Section 5. Payments Free and Clear of Taxes, Etc. (a) Any and all payments made by any Guarantor under or in respect of this Guaranty or any Loan Document shall be made free and clear of and without deduction for any and all present or future taxes (other than any taxes that are imposed on the Lender's overall net income by the United States and taxes that are imposed on the Lender's overall net income (and franchise taxes imposed in lieu thereof) by the state or other jurisdiction under the laws of which the Lender is organized or any political subdivision thereof) (the "Taxes"). If Guarantor shall be required by law to deduct any Taxes from or in respect of any sum payable under or in respect of this Guaranty or any Loan Document to Lender, (i) the sum payable by Guarantor shall be increased as may be necessary so that after Guarantor and the Lender have made all required deductions (including deductions applicable to additional sums payable under this Section 5), the Lender receives an amount equal to the sum it would have received had no such deductions been made, (ii) Guarantor shall make all such deductions, and (iii) Guarantor shall pay the full amount deducted to the relevant taxation authority or other authority in accordance with applicable law.

(b) In addition, Guarantor agrees to pay any present or future other Taxes that arise from any payment made by or on behalf of Guarantor under or in respect of this Guaranty or any Loan Document or from the execution, delivery or registration of, performance under, or otherwise with respect to, this Guaranty and the Loan Documents.

(c) Guarantor will indemnify Lender for and hold it harmless against the full amount of Taxes, and for the full amount of taxes of any kind imposed by any jurisdiction on amounts payable under this Section 5, imposed on or paid by Lender and any liability (including penalties, additions to tax, interest and expenses) arising therefrom or with respect thereto. This indemnification shall be made within 30 days from the date Lender makes written demand therefor.
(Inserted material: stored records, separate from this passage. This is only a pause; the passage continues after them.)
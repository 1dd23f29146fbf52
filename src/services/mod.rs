// Service exports
pub mod spreadsheet;

pub use spreadsheet::{
    assignments_to_csv, assignments_to_xlsx, read_roster_csv, read_roster_xlsx, render_preview,
    write_assignments_csv, SpreadsheetError, EXPORT_HEADERS, EXPORT_SHEET_NAME, REQUIRED_COLUMNS,
};
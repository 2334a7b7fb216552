//! CLI 命令定义
//!
//! 使用 clap derive 宏定义命令行接口结构。

use clap::{Parser, Subcommand};

/// 混合存储运维工具
#[derive(Parser, Debug)]
#[command(name = "hybrid-storage")]
#[command(version, about = "会员平台混合存储运维工具")]
#[command(propagate_version = true)]
pub struct Cli {
    /// 日志级别 (trace, debug, info, warn, error)
    #[arg(short, long, default_value = "info")]
    pub log_level: String,

    /// 以 JSON 输出结果
    #[arg(long, global = true)]
    pub json: bool,

    #[command(subcommand)]
    pub command: Commands,
}

/// 子命令枚举
#[derive(Subcommand, Debug)]
pub enum Commands {
    /// 创建全部关系表（可重复执行）
    InitSchema,

    /// 把文档库全部集合迁移到关系库
    ///
    /// Ctrl+C 会在当前记录写完后停止，并输出已完成部分的报告。
    Migrate,

    /// 建表后迁移
    InitAndMigrate,

    /// 删除全部关系表
    DropTables {
        /// 确认删除
        #[arg(long)]
        yes: bool,
    },

    /// 输出各关系表行数
    TableCounts,

    /// 查看文档库中某个集合的内容
    Inspect {
        /// 集合名，如 vendors、qr_tokens
        collection: String,

        /// 最多输出条数
        #[arg(short = 'n', long, default_value = "20")]
        limit: usize,
    },
}

// ============================================================================
// 单元测试
// ============================================================================
//! 记录与自然标识
//!
//! 记录是字段名到 JSON 值的映射。两个存储必须用同一个派生标识存放同一条逻辑记录，
//! 因此标识推导只在 [`derive_id`] 一处实现，所有写路径、回填与迁移都调用它。

use serde::{Deserialize, Serialize};
use serde_json::{Map, Value};

use crate::error::{Result, StorageError};

/// 标识字段优先级
pub const ID_PRECEDENCE: [&str; 5] = ["id", "token", "vendor_id", "email", "phone_number"];

/// 标识字段名
pub const ID_FIELD: &str = "id";

/// 记录
#[derive(Debug, Clone, Default, PartialEq, Serialize, Deserialize)]
#[serde(transparent)]
pub struct Record(Map<String, Value>);

impl Record {
    pub fn new() -> Self {
        Self(Map::new())
    }

    /// 从任意 JSON 值构造，只接受对象
    pub fn from_json(value: Value) -> Result<Self> {
        match value {
            Value::Object(map) => Ok(Self(map)),
            other => Err(StorageError::InvalidRecord(format!(
                "record must be a JSON object, got {}",
                json_type_name(&other)
            ))),
        }
    }

    pub fn get(&self, field: &str) -> Option<&Value> {
        self.0.get(field)
    }

    pub fn insert(&mut self, field: impl Into<String>, value: Value) -> Option<Value> {
        self.0.insert(field.into(), value)
    }

    pub fn remove(&mut self, field: &str) -> Option<Value> {
        self.0.remove(field)
    }

    pub fn contains_key(&self, field: &str) -> bool {
        self.0.contains_key(field)
    }

    pub fn len(&self) -> usize {
        self.0.len()
    }

    pub fn is_empty(&self) -> bool {
        self.0.is_empty()
    }

    pub fn iter(&self) -> impl Iterator<Item = (&String, &Value)> {
        self.0.iter()
    }

    pub fn fields(&self) -> &Map<String, Value> {
        &self.0
    }

    /// 写入 `id` 字段并返回自身
    pub fn with_id(mut self, id: &str) -> Self {
        self.0.insert(ID_FIELD.to_string(), Value::String(id.to_string()));
        self
    }

    /// 浅合并：`other` 中的字段覆盖当前字段
    pub fn merge(&mut self, other: &Record) {
        for (field, value) in other.iter() {
            self.0.insert(field.clone(), value.clone());
        }
    }

    /// 派生自然标识，见 [`derive_id`]
    pub fn derive_id(&self) -> Option<String> {
        derive_id(self)
    }
}

impl From<Map<String, Value>> for Record {
    fn from(map: Map<String, Value>) -> Self {
        Self(map)
    }
}

impl TryFrom<Value> for Record {
    type Error = StorageError;

    fn try_from(value: Value) -> Result<Self> {
        Self::from_json(value)
    }
}

impl FromIterator<(String, Value)> for Record {
    fn from_iter<T: IntoIterator<Item = (String, Value)>>(iter: T) -> Self {
        Self(iter.into_iter().collect())
    }
}

/// 按固定优先级 `id` → `token` → `vendor_id` → `email` → `phone_number` 推导记录标识
///
/// 非空字符串与数字可作为标识；null、空字符串、布尔、数组、对象会被跳过，继续看下一个候选字段。
pub fn derive_id(record: &Record) -> Option<String> {
    ID_PRECEDENCE
        .iter()
        .filter_map(|field| record.get(field))
        .find_map(id_candidate)
}

fn id_candidate(value: &Value) -> Option<String> {
    match value {
        Value::String(s) if !s.trim().is_empty() => Some(s.clone()),
        Value::Number(n) => Some(n.to_string()),
        _ => None,
    }
}

pub(crate) fn json_type_name(value: &Value) -> &'static str {
    match value {
        Value::Null => "null",
        Value::Bool(_) => "boolean",
        Value::Number(_) => "number",
        Value::String(_) => "string",
        Value::Array(_) => "array",
        Value::Object(_) => "object",
    }
}
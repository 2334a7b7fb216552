//! Redis 连接管理模块
//!
//! 文档库的持久化后端。整个进程只维护一条多路复用连接，首次使用时建立，之后克隆复用。

use crate::error::{Result, SharedError};
use redis::Client;
use redis::aio::MultiplexedConnection;
use tokio::sync::OnceCell;
use tracing::{info, instrument};

/// Redis 连接器
pub struct RedisConnector {
    client: Client,
    connection: OnceCell<MultiplexedConnection>,
}

impl RedisConnector {
    /// 创建 Redis 客户端（不立即连接）
    pub fn new(url: &str) -> Result<Self> {
        let client = Client::open(url)?;
        info!("Redis client created");
        Ok(Self {
            client,
            connection: OnceCell::new(),
        })
    }

    /// 从可选地址创建，未配置时返回 `RedisNotConfigured`
    pub fn from_optional_url(url: Option<&str>) -> Result<Self> {
        match url {
            Some(url) if !url.trim().is_empty() => Self::new(url),
            _ => Err(SharedError::RedisNotConfigured),
        }
    }

    /// 获取共享连接
    ///
    /// 连接失败时不缓存错误，下次调用会重新尝试建立连接。
    #[instrument(skip(self))]
    pub async fn connection(&self) -> Result<MultiplexedConnection> {
        let conn = self
            .connection
            .get_or_try_init(|| async {
                let conn = self.client.get_multiplexed_async_connection().await?;
                info!("Redis connection established");
                Ok::<_, SharedError>(conn)
            })
            .await?;
        Ok(conn.clone())
    }
}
(d) Within 30 days after the date of any payment of Taxes by or on behalf of Guarantor, Guarantor shall furnish to the Lender, at its address referred to in Section 9, the original or a certified copy of a receipt evidencing such payment. In the case of any payment hereunder by or on behalf of Guarantor through an account or branch outside the United States or by or on behalf of Guarantor by a payor that is not a United States person, if Guarantor determines that no taxes are payable in respect thereof, Guarantor shall furnish, or shall cause such payor to furnish, to the Lender, at such address, an opinion of counsel acceptable to the Lender stating that such payment is exempt from taxes. For purposes of subsection (d) of this Section 5, the terms "UNITED STATES"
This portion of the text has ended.